ABOUT THIS EXERCISE: Find the word "ServiceBuilder" in the records and copy every line where it occurs.

DATA RECORDS Start Marker

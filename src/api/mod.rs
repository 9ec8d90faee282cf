// SPDX-License-Identifier: AGPL-3.0-or-later
//
// Copyright (C) 2026 Relational Network

use axum::{
    extract::DefaultBodyLimit,
    routing::{delete, get, post},
    Router,
};
use tower::ServiceBuilder;
use tower_http::{
    cors::CorsLayer,
    request_id::{MakeRequestUuid, PropagateRequestIdLayer, SetRequestIdLayer},
    trace::TraceLayer,
};
use utoipa::{
    openapi::security::{HttpAuthScheme, HttpBuilder, SecurityScheme},
    Modify, OpenApi,
};
use utoipa_swagger_ui::SwaggerUi;

use crate::{state::AppState, storage::FolderEntry};

pub mod files;
pub mod health;

pub fn router(state: AppState) -> Router {
    let file_routes = Router::new()
        .route(
            "/upload/{user_id}/{*path}",
            post(files::upload_file).layer(DefaultBodyLimit::max(files::MAX_UPLOAD_BYTES)),
        )
        .route("/download/{user_id}/{*path}", get(files::download_file))
        .route("/list/{user_id}", get(files::list_files))
        .route("/list/{user_id}/", get(files::list_files))
        .route("/delete/{user_id}/{*path}", delete(files::delete_file))
        .route("/delete-folder/{user_id}/{*path}", delete(files::delete_folder))
        .route("/bootstrap/{user_id}", post(files::bootstrap_user))
        // `{*path}` never matches an empty remainder
        .route("/upload/{user_id}", post(files::missing_path))
        .route("/upload/{user_id}/", post(files::missing_path))
        .route("/download/{user_id}", get(files::missing_path))
        .route("/download/{user_id}/", get(files::missing_path))
        .route("/delete/{user_id}", delete(files::missing_path))
        .route("/delete/{user_id}/", delete(files::missing_path))
        .route("/delete-folder/{user_id}", delete(files::missing_path))
        .route("/delete-folder/{user_id}/", delete(files::missing_path));

    let app_routes = Router::new()
        .nest("/api/files", file_routes)
        .route("/health", get(health::health))
        .route("/health/live", get(health::liveness))
        .route("/health/ready", get(health::readiness))
        .with_state(state);

    Router::new()
        .merge(app_routes)
        .merge(SwaggerUi::new("/docs").url("/api-doc/openapi.json", ApiDoc::openapi()))
        .layer(
            ServiceBuilder::new()
                .layer(SetRequestIdLayer::x_request_id(MakeRequestUuid))
                .layer(TraceLayer::new_for_http())
                .layer(PropagateRequestIdLayer::x_request_id())
                .layer(CorsLayer::permissive()),
        )
}

struct SecurityAddon;

impl Modify for SecurityAddon {
    fn modify(&self, openapi: &mut utoipa::openapi::OpenApi) {
        if let Some(components) = openapi.components.as_mut() {
            components.add_security_scheme(
                "bearer_auth",
                SecurityScheme::Http(
                    HttpBuilder::new()
                        .scheme(HttpAuthScheme::Bearer)
                        .bearer_format("JWT")
                        .build(),
                ),
            );
        }
    }
}

#[derive(OpenApi)]
#[openapi(
    paths(
        files::upload_file,
        files::download_file,
        files::list_files,
        files::delete_file,
        files::delete_folder,
        files::bootstrap_user,
        health::health,
        health::liveness,
        health::readiness
    ),
    components(
        schemas(
            FolderEntry,
            files::UploadResponse,
            files::DeleteResponse,
            files::DeleteFolderResponse,
            files::BootstrapResponse,
            health::ReadyResponse,
            health::HealthChecks,
            health::HealthResponse
        )
    ),
    modifiers(&SecurityAddon),
    tags(
        (name = "Files", description = "Per-user file and folder storage"),
        (name = "Health", description = "Liveness and readiness probes")
    )
)]
struct ApiDoc;
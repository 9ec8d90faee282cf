// SPDX-License-Identifier: AGPL-3.0-or-later
//
// Copyright (C) 2026 Relational Network

//! JWT claims and authenticated user representation.

use serde::{Deserialize, Serialize};
use utoipa::ToSchema;

/// Claims carried by bearer tokens issued by the account service.
#[derive(Debug, Clone, Serialize, Deserialize)]
pub struct TokenClaims {
    /// Subject: the user id whose namespace the caller owns.
    pub sub: String,

    /// Issued at timestamp
    #[serde(default)]
    pub iat: i64,

    /// Expiration timestamp
    pub exp: i64,

    /// Issuer
    #[serde(default)]
    pub iss: String,

    /// Session ID
    #[serde(default, skip_serializing_if = "Option::is_none")]
    pub sid: Option<String>,
}

/// Authenticated user information extracted from a JWT.
///
/// This is the primary type used throughout the application to represent
/// the caller of a request.
#[derive(Debug, Clone, Serialize, Deserialize, ToSchema)]
pub struct AuthenticatedUser {
    /// Canonical user ID (`sub` claim); owns the `{user_id}/` namespace.
    pub user_id: String,

    /// Session ID (if available)
    #[serde(skip_serializing_if = "Option::is_none")]
    pub session_id: Option<String>,

    /// Token issuer (used for validation, not serialized)
    #[serde(skip)]
    pub issuer: String,

    /// Token expiration (Unix timestamp, used for validation, not serialized)
    #[serde(skip)]
    pub expires_at: i64,
}

impl AuthenticatedUser {
    pub fn from_claims(claims: TokenClaims) -> Self {
        Self {
            user_id: claims.sub,
            session_id: claims.sid,
            issuer: claims.iss,
            expires_at: claims.exp,
        }
    }
}

#[cfg(test)]
mod tests {
    use super::*;

    #[test]
    fn from_claims_extracts_user_id() {
        let user = AuthenticatedUser::from_claims(TokenClaims {
            sub: "17".to_string(),
            iat: 1700000000,
            exp: 1700003600,
            iss: "dms".to_string(),
            sid: Some("sess_abc".to_string()),
        });
        assert_eq!(user.user_id, "17");
        assert_eq!(user.session_id.as_deref(), Some("sess_abc"));
        assert_eq!(user.expires_at, 1700003600);
    }

    #[test]
    fn claims_deserialize_with_defaults() {
        let claims: TokenClaims =
            serde_json::from_str(r#"{"sub":"alice","exp":1700003600}"#).unwrap();
        assert_eq!(claims.sub, "alice");
        assert_eq!(claims.iat, 0);
        assert!(claims.sid.is_none());
    }
}
// SPDX-License-Identifier: AGPL-3.0-or-later
//
// Copyright (C) 2026 Relational Network

use axum::{
    http::StatusCode,
    response::{IntoResponse, Response},
    Json,
};
use serde::Serialize;

use crate::storage::{PathError, StorageError};

#[derive(Debug)]
pub struct ApiError {
    pub status: StatusCode,
    pub message: String,
    pub failed_keys: Vec<String>,
}

#[derive(Serialize)]
struct ErrorBody {
    error: String,
    #[serde(rename = "failedKeys", skip_serializing_if = "Vec::is_empty")]
    failed_keys: Vec<String>,
}

impl ApiError {
    pub fn new(status: StatusCode, message: impl Into<String>) -> Self {
        Self {
            status,
            message: message.into(),
            failed_keys: Vec::new(),
        }
    }

    pub fn not_found(message: impl Into<String>) -> Self {
        Self::new(StatusCode::NOT_FOUND, message)
    }

    pub fn bad_request(message: impl Into<String>) -> Self {
        Self::new(StatusCode::BAD_REQUEST, message)
    }

    pub fn forbidden(message: impl Into<String>) -> Self {
        Self::new(StatusCode::FORBIDDEN, message)
    }

    pub fn service_unavailable(message: impl Into<String>) -> Self {
        Self::new(StatusCode::SERVICE_UNAVAILABLE, message)
    }

    pub fn internal(message: impl Into<String>) -> Self {
        Self::new(StatusCode::INTERNAL_SERVER_ERROR, message)
    }
}

impl From<StorageError> for ApiError {
    fn from(err: StorageError) -> Self {
        match err {
            StorageError::MalformedPath(e) => Self::bad_request(format!("Malformed path: {e}")),
            StorageError::NotFound(key) => Self::not_found(format!("File not found: {key}")),
            // Backend details are logged where the error is raised, not returned
            StorageError::BackendUnavailable(_) => {
                Self::service_unavailable("storage backend unavailable")
            }
            StorageError::UnauthorizedNamespaceAccess { .. } => {
                Self::forbidden("Access to this user's files is not allowed")
            }
            StorageError::PartialDeleteFailure {
                prefix,
                deleted_count,
                failed_keys,
            } => Self {
                message: format!(
                    "Deleted {deleted_count} file(s) under {prefix} but {} could not be deleted",
                    failed_keys.len()
                ),
                failed_keys,
                ..Self::internal("")
            },
        }
    }
}

impl From<PathError> for ApiError {
    fn from(err: PathError) -> Self {
        StorageError::from(err).into()
    }
}

impl IntoResponse for ApiError {
    fn into_response(self) -> Response {
        let body = Json(ErrorBody {
            error: self.message,
            failed_keys: self.failed_keys,
        });
        (self.status, body).into_response()
    }
}
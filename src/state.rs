// SPDX-License-Identifier: AGPL-3.0-or-later
//
// Copyright (C) 2026 Relational Network

use std::sync::Arc;

use crate::config::AuthSettings;
use crate::storage::ObjectStoreClient;

/// Bearer token verification settings shared with the `Auth` extractor.
pub type AuthConfig = AuthSettings;

#[derive(Clone)]
pub struct AppState {
    pub storage: Arc<ObjectStoreClient>,
    pub auth_config: Arc<AuthConfig>,
}

impl AppState {
    pub fn new(storage: ObjectStoreClient) -> Self {
        Self {
            storage: Arc::new(storage),
            auth_config: Arc::new(AuthConfig::default()),
        }
    }

    pub fn with_auth_config(mut self, auth_config: AuthConfig) -> Self {
        self.auth_config = Arc::new(auth_config);
        self
    }
}

impl Default for AppState {
    fn default() -> Self {
        Self::new(ObjectStoreClient::in_memory())
    }
}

DATA RECORDS End Marker

TASK OUTPUT:
use tower::ServiceBuilder;
            ServiceBuilder::new()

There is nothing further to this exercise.